In full and without deviation, reproduce the records that follow.

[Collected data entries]
-*-
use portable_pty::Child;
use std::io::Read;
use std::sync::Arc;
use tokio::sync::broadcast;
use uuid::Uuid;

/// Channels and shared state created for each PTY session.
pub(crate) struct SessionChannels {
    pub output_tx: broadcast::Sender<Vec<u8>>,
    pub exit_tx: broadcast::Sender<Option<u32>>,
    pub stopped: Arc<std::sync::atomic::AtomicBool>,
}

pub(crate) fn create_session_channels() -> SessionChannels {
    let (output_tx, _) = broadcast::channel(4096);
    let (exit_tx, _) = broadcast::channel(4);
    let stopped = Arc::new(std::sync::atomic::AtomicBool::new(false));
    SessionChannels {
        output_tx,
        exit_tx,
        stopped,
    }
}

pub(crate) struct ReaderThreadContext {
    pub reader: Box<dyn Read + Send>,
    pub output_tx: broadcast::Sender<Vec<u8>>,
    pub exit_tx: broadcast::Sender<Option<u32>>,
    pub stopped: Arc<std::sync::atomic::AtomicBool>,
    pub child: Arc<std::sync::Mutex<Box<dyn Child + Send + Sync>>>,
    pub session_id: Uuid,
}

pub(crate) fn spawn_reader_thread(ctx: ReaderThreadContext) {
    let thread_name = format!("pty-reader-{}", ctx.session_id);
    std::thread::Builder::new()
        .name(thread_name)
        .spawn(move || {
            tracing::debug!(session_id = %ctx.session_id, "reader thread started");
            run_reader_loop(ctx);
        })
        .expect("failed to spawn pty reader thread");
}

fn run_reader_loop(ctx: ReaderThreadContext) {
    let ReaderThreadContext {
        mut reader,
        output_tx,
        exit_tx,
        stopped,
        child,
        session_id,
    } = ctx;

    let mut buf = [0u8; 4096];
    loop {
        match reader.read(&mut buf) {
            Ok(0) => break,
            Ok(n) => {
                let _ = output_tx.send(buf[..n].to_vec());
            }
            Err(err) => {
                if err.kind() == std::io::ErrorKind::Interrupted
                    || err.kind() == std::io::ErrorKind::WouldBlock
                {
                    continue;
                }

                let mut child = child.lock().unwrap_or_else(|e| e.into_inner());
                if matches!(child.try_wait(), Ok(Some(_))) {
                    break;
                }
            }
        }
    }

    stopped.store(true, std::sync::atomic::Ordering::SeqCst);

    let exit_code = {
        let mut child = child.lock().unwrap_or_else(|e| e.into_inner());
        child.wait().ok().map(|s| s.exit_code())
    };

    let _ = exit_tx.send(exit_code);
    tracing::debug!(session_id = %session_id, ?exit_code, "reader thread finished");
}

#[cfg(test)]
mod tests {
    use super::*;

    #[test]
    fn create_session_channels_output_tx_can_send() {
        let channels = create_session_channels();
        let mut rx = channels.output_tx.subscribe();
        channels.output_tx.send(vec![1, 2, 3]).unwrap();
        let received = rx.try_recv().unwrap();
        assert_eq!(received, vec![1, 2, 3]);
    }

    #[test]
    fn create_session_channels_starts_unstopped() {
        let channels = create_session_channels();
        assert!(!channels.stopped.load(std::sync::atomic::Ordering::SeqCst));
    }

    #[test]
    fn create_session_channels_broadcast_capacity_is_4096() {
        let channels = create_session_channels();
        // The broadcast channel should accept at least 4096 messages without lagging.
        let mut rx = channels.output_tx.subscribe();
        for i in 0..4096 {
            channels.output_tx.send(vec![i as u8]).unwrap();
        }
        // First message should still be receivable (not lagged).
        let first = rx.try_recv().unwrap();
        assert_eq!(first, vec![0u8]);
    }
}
-*-
- **Task response**
use portable_pty::Child;
use std::io::Read;
use std::sync::Arc;
use tokio::sync::broadcast;
use uuid::Uuid;

/// Channels and shared state created for each PTY session.
pub(crate) struct SessionChannels {
    pub output_tx: broadcast::Sender<Vec<u8>>,
    pub exit_tx: broadcast::Sender<Option<u32>>,
    pub stopped: Arc<std::sync::atomic::AtomicBool>,
}

pub(crate) fn create_session_channels() -> SessionChannels {
    let (output_tx, _) = broadcast::channel(4096);
    let (exit_tx, _) = broadcast::channel(4);
    let stopped = Arc::new(std::sync::atomic::AtomicBool::new(false));
    SessionChannels {
        output_tx,
        exit_tx,
        stopped,
    }
}

pub(crate) struct ReaderThreadContext {
    pub reader: Box<dyn Read + Send>,
    pub output_tx: broadcast::Sender<Vec<u8>>,
    pub exit_tx: broadcast::Sender<Option<u32>>,
    pub stopped: Arc<std::sync::atomic::AtomicBool>,
    pub child: Arc<std::sync::Mutex<Box<dyn Child + Send + Sync>>>,
    pub session_id: Uuid,
}

pub(crate) fn spawn_reader_thread(ctx: ReaderThreadContext) {
    let thread_name = format!("pty-reader-{}", ctx.session_id);
    std::thread::Builder::new()
        .name(thread_name)
        .spawn(move || {
            tracing::debug!(session_id = %ctx.session_id, "reader thread started");
            run_reader_loop(ctx);
        })
        .expect("failed to spawn pty reader thread");
}

fn run_reader_loop(ctx: ReaderThreadContext) {
    let ReaderThreadContext {
        mut reader,
        output_tx,
        exit_tx,
        stopped,
        child,
        session_id,
    } = ctx;

    let mut buf = [0u8; 4096];
    loop {
        match reader.read(&mut buf) {
            Ok(0) => break,
            Ok(n) => {
                let _ = output_tx.send(buf[..n].to_vec());
            }
            Err(err) => {
                if err.kind() == std::io::ErrorKind::Interrupted
                    || err.kind() == std::io::ErrorKind::WouldBlock
                {
                    continue;
                }

                let mut child = child.lock().unwrap_or_else(|e| e.into_inner());
                if matches!(child.try_wait(), Ok(Some(_))) {
                    break;
                }
            }
        }
    }

    stopped.store(true, std::sync::atomic::Ordering::SeqCst);

    let exit_code = {
        let mut child = child.lock().unwrap_or_else(|e| e.into_inner());
        child.wait().ok().map(|s| s.exit_code())
    };

    let _ = exit_tx.send(exit_code);
    tracing::debug!(session_id = %session_id, ?exit_code, "reader thread finished");
}

#[cfg(test)]
mod tests {
    use super::*;

    #[test]
    fn create_session_channels_output_tx_can_send() {
        let channels = create_session_channels();
        let mut rx = channels.output_tx.subscribe();
        channels.output_tx.send(vec![1, 2, 3]).unwrap();
        let received = rx.try_recv().unwrap();
        assert_eq!(received, vec![1, 2, 3]);
    }

    #[test]
    fn create_session_channels_starts_unstopped() {
        let channels = create_session_channels();
        assert!(!channels.stopped.load(std::sync::atomic::Ordering::SeqCst));
    }

    #[test]
    fn create_session_channels_broadcast_capacity_is_4096() {
        let channels = create_session_channels();
        // The broadcast channel should accept at least 4096 messages without lagging.
        let mut rx = channels.output_tx.subscribe();
        for i in 0..4096 {
            channels.output_tx.send(vec![i as u8]).unwrap();
        }
        // First message should still be receivable (not lagged).
        let first = rx.try_recv().unwrap();
        assert_eq!(first, vec![0u8]);
    }
}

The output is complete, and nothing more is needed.